CRI16: Panel - Architectures for Data Standardization and Interoperability in Patient Centered Outcomes Research

Presenters
James Campbell, University of Nebraska; Russ Waitman, University of Kansas; Abel Kho, Northwestern University Feinberg School of Medicine; Thomas Campion, Weill Cornell Medical College; Samuel Rosenbloom, Vanderbilt University

Abstract
The Patient Centered Outcomes Research Institute's (PCORI) Clinical Data Research Network (CDRN) initiative promises to test the reusability of electronic health records (EHR) and other data sources to support comparative effectiveness research. This effort is concurrent with a national investment in EHRs compliant with Nationwide Health Information Network (NwHIN) standards designed to develop interoperable shared data. The interoperation and utility of this data is untested by clinical research at a national scale. This panel will bring together four recently funded CDRNs who will describe the approaches to interoperability, data models, and standardization they are incorporating in their network.

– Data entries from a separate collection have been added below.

#[cfg(test)]
mod tests {
    use super::*;
    use crate::components::{AdoptOnce, ContentSequence, FixedContent};
    use netdrift_events::{EventType, NodeStatus, TransmissionStatus};

    fn agents(net: &mut Network, n: usize) -> Vec<NodeId> {
        (0..n).map(|_| net.add_agent(Agent::new()).unwrap()).collect()
    }

    #[test]
    fn test_add_agent_rejects_duplicate_id() {
        let mut net = Network::new();
        let id = NodeId::new();
        net.add_agent(Agent::with_id(id)).unwrap();

        let err = net.add_agent(Agent::with_id(id)).unwrap_err();
        assert_eq!(err, NetworkError::Topology(TopologyFault::DuplicateNode(id)));
        assert_eq!(net.node_count(), 1);
    }

    #[test]
    fn test_connect_is_directed_and_unique() {
        let mut net = Network::new();
        let ids = agents(&mut net, 2);

        net.connect(ids[0], ids[1]).unwrap();
        assert_eq!(net.neighbors_out(ids[0]).unwrap(), vec![ids[1]]);
        assert!(net.neighbors_out(ids[1]).unwrap().is_empty());

        let err = net.connect(ids[0], ids[1]).unwrap_err();
        assert!(matches!(err, NetworkError::DuplicateVector { .. }));

        // The reverse direction is a different vector
        net.connect(ids[1], ids[0]).unwrap();
        assert_eq!(net.vectors().count(), 2);
    }

    #[test]
    fn test_connect_requires_membership() {
        let mut net = Network::new();
        let ids = agents(&mut net, 1);
        let stranger = NodeId::new();

        let err = net.connect(ids[0], stranger).unwrap_err();
        assert_eq!(
            err,
            NetworkError::Topology(TopologyFault::UnknownNode(stranger))
        );
        assert_eq!(
            net.connect(ids[0], ids[0]).unwrap_err(),
            NetworkError::Topology(TopologyFault::SelfLoop(ids[0]))
        );
    }

    #[test]
    fn test_connect_both_checks_before_creating() {
        let mut net = Network::new();
        let ids = agents(&mut net, 2);
        net.connect(ids[1], ids[0]).unwrap();

        assert!(net.connect_both(ids[0], ids[1]).is_err());
        assert_eq!(net.vectors().count(), 1);
    }

    #[test]
    fn test_local_source_transmits_generated_info() {
        let mut net = Network::new();
        let ids = agents(&mut net, 1);
        let source = net
            .add_source_local(Source::new(FixedContent("10".to_string())), ids[0])
            .unwrap();

        let sent = net.broadcast(source).unwrap();
        assert_eq!(sent.len(), 1);

        let tx = net.transmission(sent[0]).unwrap();
        assert!(tx.is_pending());
        assert_eq!(tx.destination(), ids[0]);

        let info = net.info(tx.info()).unwrap();
        assert_eq!(info.origin(), source);
        assert_eq!(info.contents(), "10");

        // Not adopted until received
        assert!(net.current_info(ids[0]).is_none());
        net.receive_all(ids[0]).unwrap();
        assert_eq!(net.contents_of(ids[0]), Some("10"));
    }

    #[test]
    fn test_shared_emission_reuses_one_info() {
        let mut net = Network::new();
        agents(&mut net, 3);
        let source = net
            .add_source_global(Source::new(ContentSequence::new(["00", "01", "10"])))
            .unwrap();

        let sent = net.broadcast(source).unwrap();
        assert_eq!(sent.len(), 3);
        assert_eq!(net.infos().count(), 1);
        net.receive_all_agents().unwrap();
        for agent in net.agents() {
            assert_eq!(net.contents_of(agent), Some("00"));
        }
    }

    #[test]
    fn test_per_target_emission_generates_independent_infos() {
        let mut net = Network::new();
        let ids = agents(&mut net, 3);
        let source = net
            .add_source_global(
                Source::new(ContentSequence::new(["00", "01", "10"]))
                    .with_emission(Emission::PerTarget),
            )
            .unwrap();

        net.broadcast(source).unwrap();
        assert_eq!(net.infos().count(), 3);
        net.receive_all_agents().unwrap();
        assert_eq!(net.contents_of(ids[0]), Some("00"));
        assert_eq!(net.contents_of(ids[1]), Some("01"));
        assert_eq!(net.contents_of(ids[2]), Some("10"));
    }

    #[test]
    fn test_global_source_snapshot_isolation() {
        let mut net = Network::new();
        let early = agents(&mut net, 2);
        let source = net
            .add_source_global(Source::new(FixedContent("11".to_string())))
            .unwrap();
        let late = net.add_agent(Agent::new()).unwrap();

        net.broadcast(source).unwrap();

        assert!(net.pending_for(late).is_empty());
        assert_eq!(net.receive_all(late).unwrap(), None);
        assert!(net.current_info(late).is_none());
        for agent in early {
            assert_eq!(net.pending_for(agent).len(), 1);
        }
    }

    #[test]
    fn test_agent_relays_current_info() {
        let mut net = Network::new();
        let ids = agents(&mut net, 2);
        net.connect(ids[0], ids[1]).unwrap();
        let source = net
            .add_source_local(Source::new(FixedContent("01".to_string())), ids[0])
            .unwrap();

        // Nothing to relay yet
        assert_eq!(
            net.transmit(ids[0], None).unwrap_err(),
            NetworkError::UninitializedCarrier(ids[0])
        );

        net.broadcast(source).unwrap();
        let adopted = net.receive_all(ids[0]).unwrap();
        net.transmit_to(ids[0], ids[1]).unwrap();
        net.receive_all(ids[1]).unwrap();

        // Relaying forwards the same info, not a copy
        assert_eq!(net.node(ids[1]).unwrap().current_info(), adopted);
        assert_eq!(net.infos().count(), 1);
    }

    #[test]
    fn test_transmit_rejects_foreign_and_unowned_vectors() {
        let mut net = Network::new();
        let ids = agents(&mut net, 3);
        let v01 = net.connect(ids[0], ids[1]).unwrap();
        net.connect(ids[1], ids[2]).unwrap();

        let mut other = Network::new();
        let other_ids = agents(&mut other, 2);
        let foreign = other.connect(other_ids[0], other_ids[1]).unwrap();

        assert_eq!(
            net.transmit(ids[0], Some(foreign)).unwrap_err(),
            NetworkError::Topology(TopologyFault::UnknownVector(foreign))
        );
        assert_eq!(
            net.transmit(ids[1], Some(v01)).unwrap_err(),
            NetworkError::Topology(TopologyFault::VectorNotOwned {
                vector: v01,
                node: ids[1]
            })
        );
        assert!(matches!(
            net.transmit_to(ids[0], ids[2]).unwrap_err(),
            NetworkError::Topology(TopologyFault::NoVector { .. })
        ));
    }

    #[test]
    fn test_receive_all_adopts_most_recent_and_is_idempotent() {
        let mut net = Network::new();
        let ids = agents(&mut net, 1);
        let source = net
            .add_source_local(Source::new(ContentSequence::new(["00", "11"])), ids[0])
            .unwrap();

        let first = net.broadcast(source).unwrap();
        let second = net.broadcast(source).unwrap();

        let adopted = net.receive_all(ids[0]).unwrap();
        assert!(adopted.is_some());
        assert_eq!(net.contents_of(ids[0]), Some("11"));
        for tx in first.iter().chain(second.iter()) {
            let tx = net.transmission(*tx).unwrap();
            assert_eq!(tx.status(), TransmissionStatus::Received);
            assert!(tx.received().is_some());
        }

        let events_before = net.events().len();
        let received_at = net.transmission(first[0]).unwrap().received();
        assert_eq!(net.receive_all(ids[0]).unwrap(), None);
        assert_eq!(net.events().len(), events_before);
        assert_eq!(net.transmission(first[0]).unwrap().received(), received_at);
        assert_eq!(net.contents_of(ids[0]), Some("11"));
    }

    #[test]
    fn test_replication_rule_can_keep_current() {
        let mut net = Network::new();
        let agent = net
            .add_agent(Agent::new().with_replication(AdoptOnce))
            .unwrap();
        let source = net
            .add_source_local(Source::new(ContentSequence::new(["00", "11"])), agent)
            .unwrap();

        net.broadcast(source).unwrap();
        net.receive_all(agent).unwrap();
        net.broadcast(source).unwrap();

        assert_eq!(net.receive_all(agent).unwrap(), None);
        assert_eq!(net.contents_of(agent), Some("00"));
        assert!(net.pending_for(agent).is_empty());
    }

    #[test]
    fn test_receive_all_on_unknown_node_is_detached() {
        let mut net = Network::new();
        let stranger = NodeId::new();
        assert_eq!(
            net.receive_all(stranger).unwrap_err(),
            NetworkError::DetachedNode(stranger)
        );
    }

    #[test]
    fn test_source_ignores_inbound() {
        let mut net = Network::new();
        let ids = agents(&mut net, 1);
        let source = net
            .add_source_local(Source::new(FixedContent("01".to_string())), ids[0])
            .unwrap();
        net.connect(ids[0], source).unwrap();

        net.broadcast(source).unwrap();
        net.receive_all(ids[0]).unwrap();
        net.transmit_to(ids[0], source).unwrap();

        assert_eq!(net.receive_all(source).unwrap(), None);
        assert!(net.current_info(source).is_none());
    }

    #[test]
    fn test_retire_agent_fails_vectors_and_keeps_record() {
        let mut net = Network::new();
        let ids = agents(&mut net, 2);
        net.connect_both(ids[0], ids[1]).unwrap();
        let source = net
            .add_source_local(Source::new(FixedContent("01".to_string())), ids[0])
            .unwrap();
        net.broadcast(source).unwrap();
        net.receive_all(ids[0]).unwrap();

        net.retire_agent(ids[0]).unwrap();

        let node = net.node(ids[0]).unwrap();
        assert_eq!(node.status(), NodeStatus::Dead);
        assert_eq!(net.contents_of(ids[0]), Some("01"));
        assert_eq!(node.outgoing().len(), 1);
        assert!(net.neighbors_in(ids[1]).unwrap().is_empty());
        assert_eq!(net.agents(), vec![ids[1]]);
        assert_eq!(net.nodes().count(), 3);

        assert_eq!(
            net.transmit(ids[0], None).unwrap_err(),
            NetworkError::DeadNode(ids[0])
        );
        assert_eq!(
            net.retire_agent(ids[0]).unwrap_err(),
            NetworkError::DeadNode(ids[0])
        );
    }

    #[test]
    fn test_death_drops_pending_transmissions() {
        let mut net = Network::new();
        let ids = agents(&mut net, 2);
        let source = net
            .add_source_global(Source::new(FixedContent("01".to_string())))
            .unwrap();
        net.broadcast(source).unwrap();
        net.drain_events();

        net.retire_agent(ids[0]).unwrap();
        assert_eq!(net.receive_all(ids[0]).unwrap(), None);

        assert!(net.pending_for(ids[0]).is_empty());
        let dropped: Vec<_> = net
            .transmissions()
            .filter(|t| t.status() == TransmissionStatus::Dropped)
            .collect();
        assert_eq!(dropped.len(), 1);
        assert_eq!(dropped[0].destination(), ids[0]);
        assert!(dropped[0].received().is_none());

        let snapshot = net.snapshot();
        assert_eq!(snapshot.pending_transmissions().len(), 1);
        assert_eq!(net.pending_for(ids[1]).len(), 1);

        let kinds: Vec<_> = net.drain_events().into_iter().map(|e| e.kind).collect();
        assert!(kinds
            .iter()
            .any(|k| matches!(k, EventKind::TransmissionDropped { .. })));
    }

    #[test]
    fn test_replace_agent_rewires_descendant() {
        let mut net = Network::new();
        let ids = agents(&mut net, 3);
        for &a in &ids {
            for &b in &ids {
                if a != b {
                    net.connect(a, b).unwrap();
                }
            }
        }

        let (newborn, donor_vector) = net.replace_agent(ids[0], ids[1]).unwrap();

        assert!(!net.node(ids[0]).unwrap().is_alive());
        assert_eq!(net.vector(donor_vector).unwrap().origin(), ids[1]);
        let mut ins = net.neighbors_in(newborn).unwrap();
        ins.sort_by_key(|n| n.0);
        let mut expected = vec![ids[1], ids[2]];
        expected.sort_by_key(|n| n.0);
        assert_eq!(ins, expected);
        assert_eq!(net.neighbors_out(newborn).unwrap().len(), 2);
        assert_eq!(net.agents().len(), 3);
    }

    #[test]
    fn test_replace_agent_rejects_non_neighbor_donor() {
        let mut net = Network::new();
        let ids = agents(&mut net, 3);
        net.connect(ids[1], ids[0]).unwrap();

        assert!(net.replace_agent(ids[0], ids[2]).is_err());
        assert!(net.node(ids[0]).unwrap().is_alive());
        assert_eq!(net.node_count(), 3);
    }

    #[test]
    fn test_journal_records_mutations_in_order() {
        let mut net = Network::new();
        let ids = agents(&mut net, 2);
        net.connect(ids[0], ids[1]).unwrap();

        let events = net.drain_events();
        let types: Vec<EventType> = events.iter().map(|e| e.event_type()).collect();
        assert_eq!(types, vec![EventType::Node, EventType::Node, EventType::Vector]);
        assert!(events.windows(2).all(|w| w[0].stamp < w[1].stamp));
        assert!(net.events().is_empty());

        net.set_journaling(false);
        net.add_agent(Agent::new()).unwrap();
        assert!(net.events().is_empty());
    }
}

CRI22: Panel - Implementation of Cloud Service vs. Locally Produced Clinical Prediction Rules to Assess Traumatic Brain Injury Risk in Children: A Multi-Center Study

Presenters
Marilyn Paterno, Partners Healthcare/Brigham and Women's Hospital; Peter Dayan, Columbia University; Eric Tham, University of Colorado/Children's Hospital Colorado; Howard Goldberg, Partners Healthcare/Brigham and Women's Hospital; Robert Grundmeier, The Children's Hospital of Philadelphia; Nathan Kuppermann, University of California Davis

Abstract
The overall goal of this multi-center study is to decrease inappropriate use of cranial CT for children with minor blunt head trauma (BHT) by creating a generalizable model to translate evidence into clinical practice. Participating sites used either a web-based, platform-independent Clinical Decision Support (CDS) Service provided by the Enterprise Clinical Rules Service (ECRS) team at Partners HealthCare System (PHS) or locally produced CDS (i.e. using the EHR's CDS rules engine) developed at a central site and exported to sites selecting the local CDS option. This panel will describe the process of creating specific, computable knowledge from evidence for use across multiple institutions. A key contribution to the field of generalizable computer decision support that we provide is our experience using the same decision support content in disparate CDS systems. Our learning goals for this panel are three-fold: [a] to understand the processes needed to provide CDS for multiple sites both within a local EHR internal rules engine and from an external, remote, cloud-based CDS service; [b] to consider the pros and cons of each approach; and [c] to understand how best to provide shareable, reusable, scalable, and maintainable CDS. We will provide initial findings from implementation from two sites in our assessment. All panelists are key participants in this research, and each brings specific expertise in his/her presentation area.